Hukukçu Turgut Kazan, 104 emekli amiralin yayınladığı bildiri sonrası açılan soruşturmalara tepki gösterdi. “Böyle bir hukuk devleti olamaz. Katılmadığınız görüşleri TCK 316 saymaya kalkmak asla kabul edilemez” dedi.

Turgut Kazan, TBMM Başkanı Mustafa Şentop’un Montrö Boğazlar Sözleşmesi ile ilgili sözleri sonrası başlayan tartışmalara ve Deniz İkmal Komutanı Tuğamiral Mehmet Sarı’nın “takke ve cübbe” giydiği bir fotoğrafının basına yansımasına ilişkin ortak bir bildiri yayımlayan 104 emekli amiral hakkında soruşturma başlatılmasına tepki gösterdi.
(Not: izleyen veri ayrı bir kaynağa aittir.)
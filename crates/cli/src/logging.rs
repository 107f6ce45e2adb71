// SPDX-License-Identifier: BUSL-1.1
// Copyright (c) 2026 Alfred Jean LLC

//! Tracing subscriber setup

use crate::error::TkError;
use std::path::Path;
use tracing_appender::non_blocking::WorkerGuard;
use tracing_subscriber::{fmt, prelude::*, EnvFilter};

/// Install the global subscriber. `RUST_LOG` overrides the default `info`.
///
/// With a log file the returned guard must be held until exit so buffered
/// lines are flushed.
pub fn init(log_file: Option<&Path>) -> Result<Option<WorkerGuard>, TkError> {
    let filter = EnvFilter::try_from_default_env().unwrap_or_else(|_| EnvFilter::new("info"));

    let Some(path) = log_file else {
        tracing_subscriber::registry()
            .with(filter)
            .with(fmt::layer().with_writer(std::io::stderr))
            .init();
        return Ok(None);
    };

    let dir = match path.parent() {
        Some(parent) if !parent.as_os_str().is_empty() => parent,
        _ => Path::new("."),
    };
    let file_name = path
        .file_name()
        .ok_or_else(|| TkError::log_file_unusable(path, "not a file path"))?;
    std::fs::create_dir_all(dir).map_err(|e| TkError::log_file_unusable(path, e))?;

    let file_appender = tracing_appender::rolling::never(dir, file_name);
    let (non_blocking, guard) = tracing_appender::non_blocking(file_appender);

    tracing_subscriber::registry()
        .with(filter)
        .with(fmt::layer().with_writer(non_blocking).with_ansi(false))
        .init();

    Ok(Some(guard))
}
“Katılmadığınız görüşleri TCK 316 saymaya kalkmak asla kabul edilemez” diyen Kazan, “Çünkü, bu maddenin atıf yaptığı suçlar, ancak cebir / şiddet yoluyla işlenebilir. Ve 316. madde “ELVERİŞLİ VASITA” koşulu aradığına göre, toplu düşünce açıklaması suç sayılamaz” ifadelerini kullandı.

Hukukçu Turgut Kazan’ın Twitter hesabından yaptığı açıklama şöyle:

Tam bir korku imparatorluğu yaşıyoruz. Anayasa 26 “Herkes, düşünce ve kanaatini tek başına veya toplu olarak açıklama hakkına sahiptir” diyor. Ama, düşünce açıklayanlar adeta linç ediliyor. Politikacılar, medya derken Tapu Sicil müdürlükleri ve benzer kurumlar sıraya girdi.
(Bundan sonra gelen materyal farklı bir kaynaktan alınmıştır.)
// SPDX-License-Identifier: BUSL-1.1
// Copyright (c) 2026 Alfred Jean LLC

//! Potentiometer bands

use serde::Serialize;

/// Levels for the red/green/blue LEDs
#[derive(Clone, Copy, Debug, Default, PartialEq, Eq, Serialize)]
pub struct LedLevels {
    pub red: bool,
    pub green: bool,
    pub blue: bool,
}

impl LedLevels {
    pub const OFF: LedLevels = LedLevels {
        red: false,
        green: false,
        blue: false,
    };

    /// Levels for a raw sample: band 1 lights red, 2 adds green, 3 adds
    /// blue; band 0 and anything above 3 turn everything off.
    pub fn for_sample(raw: u16, band_width: u16) -> Self {
        match band_of(raw, band_width) {
            1 => LedLevels {
                red: true,
                ..Self::OFF
            },
            2 => LedLevels {
                red: true,
                green: true,
                blue: false,
            },
            3 => LedLevels {
                red: true,
                green: true,
                blue: true,
            },
            _ => Self::OFF,
        }
    }

    /// Number of LEDs lit
    pub fn lit(&self) -> u8 {
        u8::from(self.red) + u8::from(self.green) + u8::from(self.blue)
    }
}

/// Band index of a raw sample (integer division)
pub fn band_of(raw: u16, band_width: u16) -> u16 {
    raw.checked_div(band_width).unwrap_or(0)
}

#[cfg(test)]
#[path = "band_tests.rs"]
mod tests;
Suçlamalar birbirini izliyor. Ve Yargıtay da dayanamayıp toplu düşünce açıklamasını, anayasal düzene karşı muhtıra / müdahale sayarak, BAĞIMSIZ yargımızın gereğini takdir ve ifa edeceğini açıkladı.

Lütfen yapmayın, böyle bir hukuk devleti olamaz. 104 emekli amiral Montrö konusunda görüş açıklıyor. Eğer, öne sürülen görüşleri yanlış buluyorsanız, size göre doğru olanı söylersiniz, olur biter. Demokrasi ancak bunu gerektirir.
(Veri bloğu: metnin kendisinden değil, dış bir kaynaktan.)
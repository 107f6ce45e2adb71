// SPDX-License-Identifier: BUSL-1.1
// Copyright (c) 2026 Alfred Jean LLC

//! Wrapping counter for the logging blink demo

use serde::Serialize;

/// Log severity chosen for a counter value
#[derive(Clone, Copy, Debug, PartialEq, Eq, Serialize)]
pub enum Severity {
    Info,
    Warn,
    Error,
}

/// Counter that restarts at zero once it exceeds `wrap_after`
#[derive(Clone, Copy, Debug)]
pub struct BlinkCounter {
    count: u32,
    wrap_after: u32,
}

impl BlinkCounter {
    pub fn new(wrap_after: u32) -> Self {
        Self {
            count: 0,
            wrap_after,
        }
    }

    pub fn count(&self) -> u32 {
        self.count
    }

    /// Increment, wrap, and classify the new value
    pub fn step(&mut self) -> (u32, Severity) {
        self.count += 1;
        if self.count > self.wrap_after {
            self.count = 0;
        }
        (self.count, Self::severity(self.count))
    }

    /// Below 10 is informational, below 20 a warning, anything else an error
    pub fn severity(count: u32) -> Severity {
        match count {
            0..=9 => Severity::Info,
            10..=19 => Severity::Warn,
            _ => Severity::Error,
        }
    }
}

#[cfg(test)]
#[path = "counter_tests.rs"]
mod tests;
Katılmadığınız görüşleri TCK 316 saymaya kalkmak asla kabul edilemez. Çünkü, bu maddenin atıf yaptığı suçlar, ancak cebir / şiddet yoluyla işlenebilir. Ve 316. madde “ELVERİŞLİ VASITA” koşulu aradığına göre, toplu düşünce açıklaması suç sayılamaz.

Açıklamada yer alan tarikat evindeki amiralle ilgili bölüm ise, bir uyarıdan ibarettir. Üstelik açıklamayı yapanlar o tarikatı belki tanımıyorlar. Ama bazı köşe yazılarında adı verilen bu tarikatın Fetöcülerle ortak hareket ettiğini, CİHANER’e kumpas davasında biz gördük, yaşadık.

Buca Cezaevinden, Erzurum Cezaevi’ndeki CİHANER’e gönderilen bir mektupta hepsi anlatılıyordu. Şikayetçi olduk. Bize haber verilmeden, o kişi Erzurum’a getirilmiş, iftiradan mahkum edilmiş. Şikayet dilekçesini verdiğimiz savcı da, iftiradan cezalandıran yargıç da Fetö’cü çıktı.

Dolayısıyla, Erzurum soruşturmasında bu tarikatın Fetö’cülerle kol kola yürüdüğü apaçık anlaşıldı. Eğer, Ankara C.Başsavcılığı tarikat evindeki amiral hakkında soruşturma açar ve bizden bu belgeleri isterse takdimi görev sayarız.